_Study material_.
//! Instance types for batched 3D model rendering

use bytemuck::{Pod, Zeroable};
use glam::Mat4;

use crate::sim::{AsteroidInstance, DecorationInstance, ItemInstance, ModelDetail};

/// Per-instance data uploaded to the GPU
#[repr(C)]
#[derive(Copy, Clone, Debug, PartialEq, Pod, Zeroable)]
pub struct InstanceRaw {
    /// Column-major model matrix
    pub model: [[f32; 4]; 4],
    pub alpha: f32,
    pub _padding: [f32; 3],
}

impl InstanceRaw {
    pub fn new(transform: Mat4, alpha: f32) -> Self {
        Self {
            model: transform.to_cols_array_2d(),
            alpha: alpha.clamp(0.0, 1.0),
            _padding: [0.0; 3],
        }
    }
}

impl From<&AsteroidInstance> for InstanceRaw {
    fn from(instance: &AsteroidInstance) -> Self {
        Self::new(instance.transform, instance.alpha)
    }
}

impl From<&DecorationInstance> for InstanceRaw {
    fn from(instance: &DecorationInstance) -> Self {
        Self::new(instance.transform, instance.alpha)
    }
}

impl From<&ItemInstance> for InstanceRaw {
    fn from(instance: &ItemInstance) -> Self {
        Self::new(instance.transform, 1.0)
    }
}

/// Model a batch is drawn with
#[derive(Debug, Clone, Copy, PartialEq, Eq, Hash, PartialOrd, Ord)]
pub enum ModelKey {
    Asteroid { kind: usize, detail: ModelDetail },
    Decoration { kind: usize },
    Item { kind: usize },
}

#[cfg(test)]
mod tests {
    use super::*;
    use glam::Vec3;

    #[test]
    fn test_layout() {
        assert_eq!(std::mem::size_of::<InstanceRaw>(), 80);
        let raw = InstanceRaw::new(Mat4::IDENTITY, 0.5);
        let bytes: &[u8] = bytemuck::bytes_of(&raw);
        assert_eq!(bytes.len(), 80);
    }

    #[test]
    fn test_translation_in_last_column() {
        let raw = InstanceRaw::new(Mat4::from_translation(Vec3::new(1.0, 2.0, 3.0)), 1.0);
        assert_eq!(raw.model[3], [1.0, 2.0, 3.0, 1.0]);
    }

    #[test]
    fn test_alpha_clamped() {
        assert_eq!(InstanceRaw::new(Mat4::IDENTITY, -0.2).alpha, 0.0);
        assert_eq!(InstanceRaw::new(Mat4::IDENTITY, 1.7).alpha, 1.0);
    }
}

_What the task asks_. Each line of the data must be copied exactly as it appears.

_Task result_.
//! Instance types for batched 3D model rendering

use bytemuck::{Pod, Zeroable};
use glam::Mat4;

use crate::sim::{AsteroidInstance, DecorationInstance, ItemInstance, ModelDetail};

/// Per-instance data uploaded to the GPU
#[repr(C)]
#[derive(Copy, Clone, Debug, PartialEq, Pod, Zeroable)]
pub struct InstanceRaw {
    /// Column-major model matrix
    pub model: [[f32; 4]; 4],
    pub alpha: f32,
    pub _padding: [f32; 3],
}

impl InstanceRaw {
    pub fn new(transform: Mat4, alpha: f32) -> Self {
        Self {
            model: transform.to_cols_array_2d(),
            alpha: alpha.clamp(0.0, 1.0),
            _padding: [0.0; 3],
        }
    }
}

impl From<&AsteroidInstance> for InstanceRaw {
    fn from(instance: &AsteroidInstance) -> Self {
        Self::new(instance.transform, instance.alpha)
    }
}

impl From<&DecorationInstance> for InstanceRaw {
    fn from(instance: &DecorationInstance) -> Self {
        Self::new(instance.transform, instance.alpha)
    }
}

impl From<&ItemInstance> for InstanceRaw {
    fn from(instance: &ItemInstance) -> Self {
        Self::new(instance.transform, 1.0)
    }
}

/// Model a batch is drawn with
#[derive(Debug, Clone, Copy, PartialEq, Eq, Hash, PartialOrd, Ord)]
pub enum ModelKey {
    Asteroid { kind: usize, detail: ModelDetail },
    Decoration { kind: usize },
    Item { kind: usize },
}

#[cfg(test)]
mod tests {
    use super::*;
    use glam::Vec3;

    #[test]
    fn test_layout() {
        assert_eq!(std::mem::size_of::<InstanceRaw>(), 80);
        let raw = InstanceRaw::new(Mat4::IDENTITY, 0.5);
        let bytes: &[u8] = bytemuck::bytes_of(&raw);
        assert_eq!(bytes.len(), 80);
    }

    #[test]
    fn test_translation_in_last_column() {
        let raw = InstanceRaw::new(Mat4::from_translation(Vec3::new(1.0, 2.0, 3.0)), 1.0);
        assert_eq!(raw.model[3], [1.0, 2.0, 3.0, 1.0]);
    }

    #[test]
    fn test_alpha_clamped() {
        assert_eq!(InstanceRaw::new(Mat4::IDENTITY, -0.2).alpha, 0.0);
        assert_eq!(InstanceRaw::new(Mat4::IDENTITY, 1.7).alpha, 1.0);
    }
}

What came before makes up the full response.